Vive la cage! etc., etc.

Pendant qu'on entourait la volière magique, la dame des Écus-Sonnants était accourue. Comme on le pense bien, elle ne fut pas la dernière à convoiter cette merveille.

—Petit, dit-elle au joueur de zampogne, me vends-tu cette cage au même prix que le carrosse?

—Volontiers, Madame, répondit Violette, qui n'avait pas d'autre désir.

—Marché conclu! dit la dame; il n'y a que les gueux pour se permettre de pareilles folies.

Le soir, tout se passa comme la veille. Perlino, ivre d'or potable, entra dans sa chambre sans même lever les yeux; Violette se jeta sur sa natte, plus misérable que jamais.
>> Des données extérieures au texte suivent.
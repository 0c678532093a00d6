use std::time::Duration;

use anyhow::{Context, Result};
use gambit_core::{Board, STARTING_FEN};
use gambit_engine::{EngineConfig, GameClock, KingTableMode, SearchMode, decide_move};
use structopt::StructOpt;
use tracing::info;
use tracing_subscriber::EnvFilter;

#[derive(Debug, StructOpt)]
#[structopt(name = "gambit", about = "Pick a move for the side to move in a chess position.")]
struct Args {
    /// Position to search from, in FEN.
    #[structopt(long, default_value = STARTING_FEN)]
    fen: String,

    /// Moves already played from `--fen`, in UCI notation. Needed for
    /// repetition detection.
    #[structopt(long)]
    moves: Vec<String>,

    /// Time left on the engine's clock.
    #[structopt(long, default_value = "300000")]
    remaining_ms: u64,

    #[structopt(long, default_value = "5")]
    depth: u8,

    /// Depth used once the clock drops under the panic threshold.
    #[structopt(long, default_value = "4")]
    panic_depth: u8,

    /// Deepen one ply at a time until the move's time slice runs out.
    #[structopt(long)]
    iterative: bool,

    /// Deepest iteration in `--iterative` mode.
    #[structopt(long, default_value = "64")]
    max_depth: u8,

    #[structopt(long)]
    no_draw_seek: bool,

    /// Score of a draw for the engine while it is seeking one.
    #[structopt(long, default_value = "2500")]
    draw_score: i32,

    /// Switch king tables by phase instead of blending them.
    #[structopt(long)]
    tiered_king: bool,
}

impl Args {
    fn config(&self) -> EngineConfig {
        let base = if self.iterative {
            EngineConfig::iterative()
        } else {
            EngineConfig::default()
        };
        EngineConfig {
            mode: if self.iterative {
                SearchMode::Iterative { max_depth: self.max_depth }
            } else {
                SearchMode::FixedDepth
            },
            depth: self.depth,
            panic_depth: self.panic_depth,
            draw_seeking: !self.no_draw_seek,
            draw_score: self.draw_score,
            king_tables: if self.tiered_king { KingTableMode::Tiered } else { base.king_tables },
            ..base
        }
    }
}

fn main() -> Result<()> {
    tracing_subscriber::fmt()
        .with_env_filter(EnvFilter::from_default_env())
        .with_writer(std::io::stderr)
        .init();

    let args = Args::from_args();
    let mut board: Board = args.fen.parse().with_context(|| format!("invalid FEN: {}", args.fen))?;
    for text in &args.moves {
        let mv = board
            .parse_uci_move(text)
            .with_context(|| format!("cannot play {text} in {board}"))?;
        board.make_move(mv);
    }

    let config = args.config();
    let engine_color = board.side_to_move();
    info!(fen = %board, mode = ?config.mode, "searching");

    let clock = GameClock::start(Duration::from_millis(args.remaining_ms));
    let decision = decide_move(&mut board, &clock, engine_color, &config).context("no move to play")?;
    println!("{}", decision.best_move);
    Ok(())
}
Elle chanta comme le premier jour; elle pleura à fendre les pierres: peine inutile. Perlino dormait comme un roi détrôné; les sanglots de sa maîtresse le berçaient comme eût fait le bruit de la mer et du vent. Vers minuit, les trois amis de Violette, affligés de son chagrin, tinrent conseil: «Il n'est pas naturel que cet enfant dorme de la sorte, disait mon compère l'écureuil.—Il faut entrer et l'éveiller, disait la souris.—Comment entrer? demandait l'abeille, qui avait inutilement cherché une fente tout le long du mur.—C'est mon affaire», dit la souris. Et vite, et vite elle ronge un petit coin de la porte; ce fut assez pour que l'abeille se glissât dans la chambre de Perlino.

Il était là tranquillement endormi sur le dos, ronflant avec la régularité d'un chanoine qui fait la sieste. Ce calme irrita l'abeille, elle piqua Perlino sur la lèvre; Perlino soupira et se donna un soufflet sur la joue, mais il ne s'éveilla point.

—On a endormi l'enfant, dit l'abeille revenue auprès de Violette pour la consoler. Il y a de la magie. Que faire?

—Attendez, dit la souris, qui n'avait pas laissé rouiller ses dents, je vais entrer à mon tour; je l'éveillerai, dussé-je lui manger le coeur.